Those movies are about as broad and mainstream as you’ll find in Madigan’s filmography, but even there her work is courageously, movingly odd. “She’s a chameleon with a very pure essence that is a constant throughout all of her [projects], which is what the best actors can do,” Cregger says. Adds Josh Brolin, Madigan’s Weapons co-star: “An interesting actor is an interesting actor — hedge your bets with someone you know is going to deliver. Amy has always delivered appropriately, sometimes in an understated way, and sometimes in extremis.”

Going into the ’90s, Madigan started making even bolder choices simply by taking on risky films. She starred opposite Tilda Swinton in 1996’s Female Perversions, a bracing feminist erotic drama that struggled to find funding and that its writer-director, Susan Streitfeld, had struggled to cast. “Every actress was horrified by what we were revealing about what we women do to ourselves,” Streitfeld told The New York Times in 1997. Not Madigan: “It didn’t feel like a risk to me,” she says now.

Nor did Roe v Wade, a lightning-rod of a project that premiered on NBC at the height of the resurgent pro-life movement of the late ’80s and early ’90s. During production, the 1989 telefilm (co-starring Madigan’s longtime friend Holly Hunter) filmed under secret titles so as to avoid protesters — and worse.

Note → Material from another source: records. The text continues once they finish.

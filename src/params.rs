use crate::basic::{Hexagon, Point};
use crate::image::RgbImage;
use std::mem::size_of;

#[derive(Debug, Display, Error, PartialEq)]
pub enum ParamsError {
    #[display(fmt = "{} must be positive and finite, got {}", name, value)]
    Diameter { name: &'static str, value: f32 },
    #[display(fmt = "{} must be finite, got ({}, {})", name, x, y)]
    Center { name: &'static str, x: f32, y: f32 },
    #[display(fmt = "canvas of {}x{} has no pixels", width, height)]
    EmptyCanvas { width: usize, height: usize },
    #[display(fmt = "canvas of {}x{} does not fit in memory", width, height)]
    CanvasTooLarge { width: usize, height: usize },
}

#[derive(Copy, Clone, Debug, Default, Eq, PartialEq)]
pub enum Blending {
    /// Fade into the neighbors' translated texture near the edges
    #[default]
    Seamless,
    /// Only the hexagon's own sample, useful to see the raw mapping
    CenterOnly,
}

/// Everything a render needs besides the source image
#[derive(Clone, Debug, PartialEq)]
pub struct TileParams {
    pub canvas_width: usize,
    pub canvas_height: usize,

    pub dst_center: Point,
    pub dst_diameter: f32,

    pub src_diameter: f32,
    /// `None` means the middle of the source image
    pub src_center: Option<Point>,

    pub parallel: bool,
    pub blending: Blending,
}

impl Default for TileParams {
    fn default() -> Self {
        Self::for_diameter(256.)
    }
}

impl TileParams {
    /// A canvas that tightly fits a hexagon of the given short diameter,
    /// sampling a source tile of the same diameter
    pub fn for_diameter(diameter: f32) -> Self {
        let hexagon = Hexagon::new(Point::ORIGIN, diameter);
        let size = hexagon.bounding_size();
        Self {
            canvas_width: size.x.ceil() as usize,
            canvas_height: size.y.ceil() as usize,

            dst_center: size / 2.,
            dst_diameter: diameter,

            src_diameter: diameter,
            src_center: None,

            parallel: true,
            blending: Blending::Seamless,
        }
    }
}

// builder
impl TileParams {
    #[must_use]
    pub fn canvas(mut self, width: usize, height: usize) -> Self {
        self.canvas_width = width;
        self.canvas_height = height;
        self
    }

    #[must_use]
    pub fn dst_center(mut self, center: Point) -> Self {
        self.dst_center = center;
        self
    }

    #[must_use]
    pub fn dst_diameter(mut self, diameter: f32) -> Self {
        self.dst_diameter = diameter;
        self
    }

    #[must_use]
    pub fn src_diameter(mut self, diameter: f32) -> Self {
        self.src_diameter = diameter;
        self
    }

    #[must_use]
    pub fn src_center(mut self, center: Point) -> Self {
        self.src_center = Some(center);
        self
    }

    #[must_use]
    pub fn parallel(mut self, parallel: bool) -> Self {
        self.parallel = parallel;
        self
    }

    #[must_use]
    pub fn blending(mut self, blending: Blending) -> Self {
        self.blending = blending;
        self
    }
}

impl TileParams {
    pub fn validate(&self) -> Result<(), ParamsError> {
        if self.canvas_width == 0 || self.canvas_height == 0 {
            return Err(ParamsError::EmptyCanvas {
                width: self.canvas_width,
                height: self.canvas_height,
            });
        }
        // a Vec can hold at most isize::MAX bytes
        let bytes = self
            .canvas_width
            .checked_mul(self.canvas_height)
            .and_then(|area| area.checked_mul(size_of::<[u8; 4]>()));
        if !matches!(bytes, Some(bytes) if bytes <= isize::MAX as usize) {
            return Err(ParamsError::CanvasTooLarge {
                width: self.canvas_width,
                height: self.canvas_height,
            });
        }

        for (name, value) in [
            ("destination diameter", self.dst_diameter),
            ("source diameter", self.src_diameter),
        ] {
            if !(value.is_finite() && value > 0.) {
                return Err(ParamsError::Diameter { name, value });
            }
        }

        for (name, center) in [
            ("destination center", Some(self.dst_center)),
            ("source center", self.src_center),
        ] {
            if let Some(Point { x, y }) = center.filter(|c| !c.is_finite()) {
                return Err(ParamsError::Center { name, x, y });
            }
        }

        Ok(())
    }

    pub fn dst_hexagon(&self) -> Hexagon {
        Hexagon::new(self.dst_center, self.dst_diameter)
    }

    pub fn src_hexagon(&self, source: &RgbImage) -> Hexagon {
        let center = self.src_center.unwrap_or(Point {
            x: source.width() as f32 / 2.,
            y: source.height() as f32 / 2.,
        });
        Hexagon::new(center, self.src_diameter)
    }
}

#[test]
fn test_default_fits_a_256_hexagon() {
    let params = TileParams::default();
    assert_eq!((params.canvas_width, params.canvas_height), (296, 256));
    assert!((params.dst_center.x - 256. / 3f32.sqrt()).abs() < 1e-3);
    assert_eq!(params.dst_center.y, 128.);
    assert_eq!(params.src_diameter, 256.);
    assert!(params.validate().is_ok());
}

#[test]
fn test_hexagon_fits_the_canvas() {
    for diameter in [3., 64., 100., 333.] {
        let params = TileParams::for_diameter(diameter);
        for vertex in params.dst_hexagon().vertices() {
            assert!(vertex.x >= -1e-3 && vertex.x <= params.canvas_width as f32 + 1e-3);
            assert!(vertex.y >= -1e-3 && vertex.y <= params.canvas_height as f32 + 1e-3);
        }
    }
}

#[test]
fn test_rejects_degenerate_params() {
    let base = TileParams::for_diameter(10.);
    assert_eq!(
        base.clone().dst_diameter(0.).validate(),
        Err(ParamsError::Diameter { name: "destination diameter", value: 0. })
    );
    assert!(matches!(
        base.clone().src_diameter(f32::NAN).validate(),
        Err(ParamsError::Diameter { name: "source diameter", .. })
    ));
    assert_eq!(
        base.clone().src_diameter(-4.).validate(),
        Err(ParamsError::Diameter { name: "source diameter", value: -4. })
    );
    assert_eq!(
        base.clone().canvas(0, 10).validate(),
        Err(ParamsError::EmptyCanvas { width: 0, height: 10 })
    );
    assert_eq!(
        base.clone().canvas(usize::MAX, 2).validate(),
        Err(ParamsError::CanvasTooLarge { width: usize::MAX, height: 2 })
    );
    // area fits in usize, bytes don't fit in a Vec
    assert_eq!(
        base.clone().canvas(usize::MAX / 8, 2).validate(),
        Err(ParamsError::CanvasTooLarge { width: usize::MAX / 8, height: 2 })
    );
    assert!(matches!(
        base.src_center(Point { x: f32::INFINITY, y: 0. }).validate(),
        Err(ParamsError::Center { name: "source center", .. })
    ));
}

#[test]
fn test_source_center_defaults_to_image_middle() {
    let source = RgbImage::filled(300, 200, [0; 3]);
    let params = TileParams::default();
    assert_eq!(params.src_hexagon(&source).center, Point { x: 150., y: 100. });
    let params = params.src_center(Point { x: 1., y: 2. });
    assert_eq!(params.src_hexagon(&source).center, Point { x: 1., y: 2. });
}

By the time of its launch, advertisers had largely pulled out of the broadcast, which wound up attracting about 17 million people. The film was radioactive, but Madigan, who won a Golden Globe for her steely turn as the novice lawyer who defended “Jane Roe,” was steadfast. “I was very, very proud to make that movie, but it was an intense experience just because of everything swirling around it,” she says. “That’s how scared all those [advertisers] were.” She pauses, sighs and calmly raises her voice: “Well, now they’re scared again.”

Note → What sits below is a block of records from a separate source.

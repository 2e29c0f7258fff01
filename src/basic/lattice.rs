use std::ops::Index;

use crate::basic::{Axis, Point, AXES};

/// Signed projections of a point, relative to a hexagon center, onto the
/// three lattice axes
///
/// INVARIANT: the three components sum to zero (up to rounding)
#[derive(Copy, Clone, Debug, PartialEq)]
pub struct LatticeCoords(pub [f32; 3]);

impl LatticeCoords {
    pub const ZERO: Self = Self([0.; 3]);

    /// Project `pos` relative to `center`, regardless of any hexagon bounds
    pub fn project(pos: Point, center: Point) -> Self {
        let p = pos - center;
        Self([p.dot(AXES[0]), p.dot(AXES[1]), p.dot(AXES[2])])
    }

    pub fn sum(self) -> f32 {
        self.0.iter().sum()
    }

    /// Largest absolute component, the hexagonal "radius" of the point
    pub fn max_abs(self) -> f32 {
        self.0.iter().fold(0., |acc: f32, p| acc.max(p.abs()))
    }
}

impl Index<Axis> for LatticeCoords {
    type Output = f32;

    fn index(&self, axis: Axis) -> &Self::Output {
        &self.0[axis as usize]
    }
}

#[test]
fn test_zero_sum() {
    use rand::{rngs::StdRng, Rng, SeedableRng};

    let mut rng = StdRng::seed_from_u64(0x4e58);
    for _ in 0..1000 {
        let pos = Point { x: rng.gen_range(-2000.0..2000.), y: rng.gen_range(-2000.0..2000.) };
        let center = Point { x: rng.gen_range(-500.0..500.), y: rng.gen_range(-500.0..500.) };
        let coords = LatticeCoords::project(pos, center);
        let scale = coords.max_abs().max(1.);
        assert!(
            coords.sum().abs() / scale < 1e-5,
            "{:?} relative to {:?} gives {:?}",
            pos,
            center,
            coords
        );
    }
}

#[test]
fn test_hexagonal_radius_of_axis_points() {
    for axis in Axis::iter() {
        let coords = LatticeCoords::project(axis.unit() * 10., Point::ORIGIN);
        assert!((coords[axis] - 10.).abs() < 1e-5);
        assert!((coords.max_abs() - 10.).abs() < 1e-5);
    }
}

Brunello Cucinelli jacket, belt, jeans; stylist’s own tee; Madigan’s own boots, jewelry.

Photographed by Chantal Anderson

***

Madigan is a news junkie. She reads three newspapers in print a day: The New York Times, The Washington Post and, solely for its sports section, the Los Angeles Times. These days, she scans her local paper to feed her cross section of baseball fandom that would delight most followers of the sport. She’s a diehard for her hometown Chicago White Sox, “who we hope could have a good team at some point,” but she also roots for the Cubs, the Yankees and the Dodgers. Then: “I hate Boston, as we would, and I hate Houston because they’re cheaters.” Noted.

As for what she’s reading in the other papers: Recent political developments have put Madigan in an “insular” state of mind. “People have been bullied and they’ve been pushed into the corner and they are afraid,” she says of the period since Donald Trump’s return to the Oval Office. “Everybody is terrified and nobody speaks up.” She’s never been afraid to go against the grain: Along with Harris, she famously sat still as a stone at the 1999 Academy Awards while others stood and applauded when the Hollywood blacklist-fueling Elia Kazan received an honorary Oscar. She hasn’t changed since. Madigan points out one bit of news that hits a little closer to home, given the studio behind Weapons. “Now, what — Warner Bros. is just going to be sold now?” she says, referring to reports that it is exploring interest from the likes of Paramount Skydance and Netflix. “It’s awful. It’s like it’s three entities: You’re dealing with Elon Musk and Jeff Bezos and — well, somebody else.” She trails off. “Zuckerberg?” I ask. She nods with authority. “Zuckerberg! All those guys, man. They’re all just bending the knee.”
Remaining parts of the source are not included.